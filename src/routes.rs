//! Page-data loaders for the now-playing and track-detail pages.

mod now_playing;
mod track;

pub use now_playing::{NavigationEnv, NowPlayingData, load_now_playing};
pub use track::{RouteError, TRACK_NOT_FOUND, TrackData, load_track};
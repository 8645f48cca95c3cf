//! Elapsed position, track duration, derived progress and the timer that
//! advances position while a track plays.

mod state;
mod timer;

pub use state::{PlaybackState, progress_percent};
pub use timer::{PlaybackTimer, TICK};

#[cfg(test)]
mod tests;
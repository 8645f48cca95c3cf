//! Configuration loader and schema types.
//!
//! Settings are layered from struct defaults, an optional TOML file and
//! `ENCORE__`-prefixed environment variables.

mod load;
mod schema;

pub use load::{SettingsError, default_config_path, resolve_config_path};
pub use schema::*;
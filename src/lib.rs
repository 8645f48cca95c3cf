//! Reactive playback state for a desktop music player.
//!
//! The crate holds the UI-facing state that mirrors playback happening in a
//! native backend: the track list, the active track, the playing flag, the
//! volume, elapsed position and duration, and the derived progress. All of it
//! is bundled in [`app::App`] and observable through [`store`] cells.

pub mod app;
pub mod config;
pub mod library;
pub mod playback;
pub mod player;
pub mod routes;
pub mod runtime;
pub mod store;
//! Track list, active track, playing flag and volume, the pure next/previous
//! selection helpers, and the seam to the native playback backend.

mod backend;
mod select;
mod state;

pub use backend::{PlayError, PlaybackBackend};
pub use select::{find_next_track, index_of, next_index, previous_index};
pub use state::PlayerState;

:::

*PROMPT:* Copy out each line of the records above that includes "backend".

*RESULT OF THE EXERCISE:*
//! native backend: the track list, the active track, the playing flag, the
//! selection helpers, and the seam to the native playback backend.
mod backend;
pub use backend::{PlayError, PlaybackBackend};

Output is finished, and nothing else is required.